では、ワキガはうつることはないのに、ワキガの人の服を借りてから脇の臭いが気になるようになったという方々や、急に脇からにおいが出始めたという方々は、いったい何が原因でこのようなことが起きてしまったのでしょうか?それにはこんな原因が考えられるのです。

 

まず、一時的にワキガのにおいがついてしまったということです。ワキガの人が着ていた服やタオルなどを借りて使うと、においが自分の脇についてしまうということもあります。ワキガのにおいの原因となる雑菌が他者の脇についてしまうと、ワキガと同じにおいが出ることもあるからです。

 

また、前述したアポクリン腺は脇ばかりに集中しているわけではなく、乳輪や耳の中、そして陰部などにもあるため、こうした部位のワキガも存在するのです。このように、脇以外の部位からもワキガのにおいが発生することもあるので、こうした場所に菌が触れたとしても、においだけが間接的にうつってしまう場合もあるのです。

 

次に考えられるのが、もともとワキガの体質だったということです。生まれたときに遺伝的にワキガ体質だった方が、後になってワキガになってしまうこともあります。
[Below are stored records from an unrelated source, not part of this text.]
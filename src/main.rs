use std::net::SocketAddr;
use std::sync::atomic::Ordering;

use anyhow::{Context, Result};
use clap::Parser;
use log::info;
use network::transport::UdpTransport;
use settings_manager::{parse_zone_tuple, ConfigManager};
use soundstage::scheduler::FrameScheduler;
use soundstage::MixerConfig;

/// soundstage - spatial audio mixer for virtual worlds
#[derive(Parser, Debug)]
#[clap(author, version, about)]
struct Args {
    /// Socket address to bind for client datagrams
    #[clap(short, long)]
    bind: Option<String>,

    /// Unattenuated zone pair as twelve comma-separated floats:
    /// source corner, source dimensions, listener corner, listener
    /// dimensions
    #[clap(long, value_name = "FLOATS")]
    unattenuated_zone: Option<String>,

    /// Enable dynamic jitter buffers
    #[clap(long)]
    dynamic_jitter_buffer: bool,

    /// Enable debug logging
    #[clap(short, long)]
    debug: bool,
}

#[tokio::main]
async fn main() -> Result<()> {
    let args = Args::parse();

    let default_level = if args.debug { "debug" } else { "info" };
    env_logger::Builder::from_env(env_logger::Env::default().default_filter_or(default_level))
        .init();

    let mut config_manager = ConfigManager::new().context("loading configuration")?;
    let settings = config_manager.settings_mut();

    if let Some(bind) = args.bind {
        settings.bind_addr = bind;
    }
    if let Some(zone) = &args.unattenuated_zone {
        let floats = parse_zone_tuple(zone).context("parsing unattenuated zone")?;
        settings.unattenuated_zone = Some(floats.to_vec());
    }
    if args.dynamic_jitter_buffer {
        settings.dynamic_jitter_buffers = true;
    }

    let settings = config_manager.settings();
    let mixer_config = MixerConfig::from_settings(settings).context("building mixer config")?;

    if let Some(zones) = &mixer_config.zones {
        let source_center = zones.source.center();
        let listener_center = zones.listener.center();
        info!(
            "unattenuated zone configured: source box centered at {}, {}, {}",
            source_center.x, source_center.y, source_center.z
        );
        info!(
            "sources inside it play unattenuated to listeners in a box centered at {}, {}, {}",
            listener_center.x, listener_center.y, listener_center.z
        );
    }
    if mixer_config.dynamic_jitter_buffers {
        info!("dynamic jitter buffers enabled");
    } else {
        info!("dynamic jitter buffers disabled");
    }

    let bind_addr: SocketAddr = settings
        .bind_addr
        .parse()
        .with_context(|| format!("invalid bind address {}", settings.bind_addr))?;
    let transport = UdpTransport::bind(bind_addr, settings.accept_unregistered)
        .await
        .context("binding mixer transport")?;

    let mut scheduler = FrameScheduler::new(transport, mixer_config);

    let stop = scheduler.stop_handle();
    tokio::spawn(async move {
        if tokio::signal::ctrl_c().await.is_ok() {
            info!("shutdown requested");
            stop.store(true, Ordering::Relaxed);
        }
    });

    scheduler.run().await;
    Ok(())
}
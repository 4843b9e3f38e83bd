//! Datagram formats for the mixer.
//!
//! Every packet opens with a fixed three-byte header: magic, protocol
//! version, packet type. Audio payloads are hand-encoded little-endian
//! since their layout is part of the client contract; the stream-stats
//! payload is opaque to clients and rides as bincode.

use glam::{Quat, Vec3};
use mixer_core::{Error, PeerId, StreamId, FRAME_SAMPLES, FRAME_SAMPLES_STEREO};
use serde::{Deserialize, Serialize};

/// First byte of every datagram.
pub const PACKET_MAGIC: u8 = 0xC6;

/// Protocol version; bumped on any wire-format change.
pub const PROTOCOL_VERSION: u8 = 1;

/// Fixed header length for every packet type.
pub const HEADER_LEN: usize = 3;

/// Maximum size of a UDP payload we expect to handle.
pub const MAX_UDP_PAYLOAD_SIZE: usize = 1400;

/// Packet types understood by the mixer.
#[derive(Debug, Clone, Copy, PartialEq, Eq)]
#[repr(u8)]
pub enum PacketType {
    /// Avatar microphone audio, not mixed back to its sender.
    MicrophoneAudioNoEcho = 0,
    /// Avatar microphone audio, echoed into the sender's own mix.
    MicrophoneAudioWithEcho = 1,
    /// World audio from an injector stream.
    InjectAudio = 2,
    /// A pose update carrying only silence.
    SilentAudioFrame = 3,
    /// Broadcast request to mute the environment; relayed verbatim.
    MuteEnvironment = 4,
    /// A mixed stereo frame from the mixer to a listener.
    MixedAudio = 5,
    /// Periodic mixer statistics for a listener.
    StreamStats = 6,
}

impl TryFrom<u8> for PacketType {
    type Error = Error;

    fn try_from(value: u8) -> Result<Self, Error> {
        match value {
            0 => Ok(Self::MicrophoneAudioNoEcho),
            1 => Ok(Self::MicrophoneAudioWithEcho),
            2 => Ok(Self::InjectAudio),
            3 => Ok(Self::SilentAudioFrame),
            4 => Ok(Self::MuteEnvironment),
            5 => Ok(Self::MixedAudio),
            6 => Ok(Self::StreamStats),
            _ => Err(Error::BadPacket("unknown packet type")),
        }
    }
}

/// Validate the fixed header and return the packet type.
pub fn parse_header(datagram: &[u8]) -> Result<PacketType, Error> {
    if datagram.len() < HEADER_LEN {
        return Err(Error::BadPacket("truncated header"));
    }
    if datagram[0] != PACKET_MAGIC {
        return Err(Error::BadPacket("bad magic"));
    }
    if datagram[1] != PROTOCOL_VERSION {
        return Err(Error::BadPacket("protocol version mismatch"));
    }
    PacketType::try_from(datagram[2])
}

fn write_header(buf: &mut Vec<u8>, packet_type: PacketType) {
    buf.push(PACKET_MAGIC);
    buf.push(PROTOCOL_VERSION);
    buf.push(packet_type as u8);
}

/// Little-endian cursor over a packet payload.
struct Reader<'a> {
    bytes: &'a [u8],
}

impl<'a> Reader<'a> {
    fn new(bytes: &'a [u8]) -> Self {
        Self { bytes }
    }

    fn take(&mut self, len: usize) -> Result<&'a [u8], Error> {
        if self.bytes.len() < len {
            return Err(Error::BadPacket("truncated payload"));
        }
        let (head, rest) = self.bytes.split_at(len);
        self.bytes = rest;
        Ok(head)
    }

    fn u8(&mut self) -> Result<u8, Error> {
        Ok(self.take(1)?[0])
    }

    fn u16(&mut self) -> Result<u16, Error> {
        let bytes = self.take(2)?;
        Ok(u16::from_le_bytes([bytes[0], bytes[1]]))
    }

    fn f32(&mut self) -> Result<f32, Error> {
        let bytes = self.take(4)?;
        Ok(f32::from_le_bytes([bytes[0], bytes[1], bytes[2], bytes[3]]))
    }

    fn uuid(&mut self) -> Result<[u8; 16], Error> {
        let bytes = self.take(16)?;
        let mut out = [0u8; 16];
        out.copy_from_slice(bytes);
        Ok(out)
    }

    fn vec3(&mut self) -> Result<Vec3, Error> {
        Ok(Vec3::new(self.f32()?, self.f32()?, self.f32()?))
    }

    fn quat(&mut self) -> Result<Quat, Error> {
        Ok(Quat::from_xyzw(
            self.f32()?,
            self.f32()?,
            self.f32()?,
            self.f32()?,
        ))
    }

    /// Consume the rest of the payload as exactly `count` samples.
    fn samples(&mut self, count: usize) -> Result<Vec<i16>, Error> {
        if self.bytes.len() != count * 2 {
            return Err(Error::BadPacket("sample payload length mismatch"));
        }
        let samples = self
            .bytes
            .chunks_exact(2)
            .map(|pair| i16::from_le_bytes([pair[0], pair[1]]))
            .collect();
        self.bytes = &[];
        Ok(samples)
    }
}

fn push_u16(buf: &mut Vec<u8>, value: u16) {
    buf.extend_from_slice(&value.to_le_bytes());
}

fn push_f32(buf: &mut Vec<u8>, value: f32) {
    buf.extend_from_slice(&value.to_le_bytes());
}

fn push_vec3(buf: &mut Vec<u8>, value: Vec3) {
    push_f32(buf, value.x);
    push_f32(buf, value.y);
    push_f32(buf, value.z);
}

fn push_quat(buf: &mut Vec<u8>, value: Quat) {
    push_f32(buf, value.x);
    push_f32(buf, value.y);
    push_f32(buf, value.z);
    push_f32(buf, value.w);
}

fn push_samples(buf: &mut Vec<u8>, samples: &[i16]) {
    for sample in samples {
        buf.extend_from_slice(&sample.to_le_bytes());
    }
}

const FLAG_STEREO: u8 = 0b0000_0001;

/// One microphone audio frame with its sender pose.
#[derive(Debug, Clone, PartialEq)]
pub struct MicrophoneFrame {
    pub sequence: u16,
    pub stereo: bool,
    pub position: Vec3,
    pub orientation: Quat,
    pub samples: Vec<i16>,
}

impl MicrophoneFrame {
    pub fn encode(&self, echo: bool) -> Vec<u8> {
        let packet_type = if echo {
            PacketType::MicrophoneAudioWithEcho
        } else {
            PacketType::MicrophoneAudioNoEcho
        };
        let mut buf = Vec::with_capacity(HEADER_LEN + 35 + self.samples.len() * 2);
        write_header(&mut buf, packet_type);
        push_u16(&mut buf, self.sequence);
        buf.push(if self.stereo { FLAG_STEREO } else { 0 });
        push_vec3(&mut buf, self.position);
        push_quat(&mut buf, self.orientation);
        push_samples(&mut buf, &self.samples);
        buf
    }

    pub fn decode(payload: &[u8]) -> Result<Self, Error> {
        let mut reader = Reader::new(payload);
        let sequence = reader.u16()?;
        let flags = reader.u8()?;
        let stereo = flags & FLAG_STEREO != 0;
        let position = reader.vec3()?;
        let orientation = reader.quat()?;
        let count = if stereo {
            FRAME_SAMPLES_STEREO
        } else {
            FRAME_SAMPLES
        };
        let samples = reader.samples(count)?;
        Ok(Self {
            sequence,
            stereo,
            position,
            orientation,
            samples,
        })
    }
}

/// One injector audio frame. Injectors are mono; a positive radius makes
/// the stream a spherical emitter.
#[derive(Debug, Clone, PartialEq)]
pub struct InjectFrame {
    pub sequence: u16,
    pub stream_id: StreamId,
    pub position: Vec3,
    pub orientation: Quat,
    pub radius: f32,
    pub attenuation_ratio: f32,
    pub samples: Vec<i16>,
}

impl InjectFrame {
    pub fn encode(&self) -> Vec<u8> {
        let mut buf = Vec::with_capacity(HEADER_LEN + 54 + self.samples.len() * 2);
        write_header(&mut buf, PacketType::InjectAudio);
        push_u16(&mut buf, self.sequence);
        buf.extend_from_slice(&self.stream_id.into_bytes());
        push_vec3(&mut buf, self.position);
        push_quat(&mut buf, self.orientation);
        push_f32(&mut buf, self.radius);
        push_f32(&mut buf, self.attenuation_ratio);
        push_samples(&mut buf, &self.samples);
        buf
    }

    pub fn decode(payload: &[u8]) -> Result<Self, Error> {
        let mut reader = Reader::new(payload);
        let sequence = reader.u16()?;
        let stream_id = StreamId::from_bytes(reader.uuid()?);
        let position = reader.vec3()?;
        let orientation = reader.quat()?;
        let radius = reader.f32()?;
        let attenuation_ratio = reader.f32()?;
        let samples = reader.samples(FRAME_SAMPLES)?;
        Ok(Self {
            sequence,
            stream_id,
            position,
            orientation,
            radius,
            attenuation_ratio,
            samples,
        })
    }
}

/// A pose update with no audible content.
#[derive(Debug, Clone, PartialEq)]
pub struct SilentFrame {
    pub sequence: u16,
    pub position: Vec3,
    pub orientation: Quat,
    pub num_silent_samples: u16,
}

impl SilentFrame {
    pub fn encode(&self) -> Vec<u8> {
        let mut buf = Vec::with_capacity(HEADER_LEN + 32);
        write_header(&mut buf, PacketType::SilentAudioFrame);
        push_u16(&mut buf, self.sequence);
        push_vec3(&mut buf, self.position);
        push_quat(&mut buf, self.orientation);
        push_u16(&mut buf, self.num_silent_samples);
        buf
    }

    pub fn decode(payload: &[u8]) -> Result<Self, Error> {
        let mut reader = Reader::new(payload);
        let frame = Self {
            sequence: reader.u16()?,
            position: reader.vec3()?,
            orientation: reader.quat()?,
            num_silent_samples: reader.u16()?,
        };
        if !reader.bytes.is_empty() {
            return Err(Error::BadPacket("trailing bytes"));
        }
        Ok(frame)
    }
}

/// Encode a mixed stereo frame into `buf`, reusing its allocation.
pub fn encode_mixed_audio(buf: &mut Vec<u8>, sequence: u16, samples: &[i16; FRAME_SAMPLES_STEREO]) {
    buf.clear();
    write_header(buf, PacketType::MixedAudio);
    push_u16(buf, sequence);
    push_samples(buf, samples);
}

/// Decode a mixed-audio payload back into sequence and samples. The
/// client-side counterpart of [`encode_mixed_audio`].
pub fn decode_mixed_audio(payload: &[u8]) -> Result<(u16, Vec<i16>), Error> {
    let mut reader = Reader::new(payload);
    let sequence = reader.u16()?;
    let samples = reader.samples(FRAME_SAMPLES_STEREO)?;
    Ok((sequence, samples))
}

/// Periodic per-listener mixer statistics. Layout is internal, so this
/// one travels as bincode rather than a fixed wire format.
#[derive(Debug, Clone, PartialEq, Serialize, Deserialize)]
pub struct StreamStats {
    pub trailing_sleep_percentage: f32,
    pub performance_throttling_ratio: f32,
    pub average_listeners_per_frame: f32,
    pub average_mixes_per_listener: f32,
    pub overrun_ticks: u64,
    pub bad_packets: u64,
}

impl StreamStats {
    pub fn encode(&self) -> Result<Vec<u8>, Error> {
        let mut buf = Vec::with_capacity(HEADER_LEN + 32);
        write_header(&mut buf, PacketType::StreamStats);
        let body = bincode::serialize(self)
            .map_err(|e| Error::Network(format!("failed to serialize stream stats: {}", e)))?;
        buf.extend_from_slice(&body);
        Ok(buf)
    }

    pub fn decode(payload: &[u8]) -> Result<Self, Error> {
        bincode::deserialize(payload)
            .map_err(|e| Error::Network(format!("failed to deserialize stream stats: {}", e)))
    }
}

/// Sender identity attached to every received datagram.
pub type Datagram = (PeerId, Vec<u8>);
一方で遺伝的にワキガ体質を受け継いでしまったとしても、ワキガにならない方もおり、個人差はあります。

 

このように、ワキガは人から人へうつることはないのですが、他人のワキガ菌が一時的に触れることでにおいが生じたりする場合もあるため、そのようなときは服やタオルをお湯につけ置き後、重曹などで洗ったり、特別な石鹸などで洗うとよいでしょう。それでもにおいが気になり、ご自身にワキガの疑いがあるようであれば、皮膚科のワキガチェックを受けられてもよいでしょう。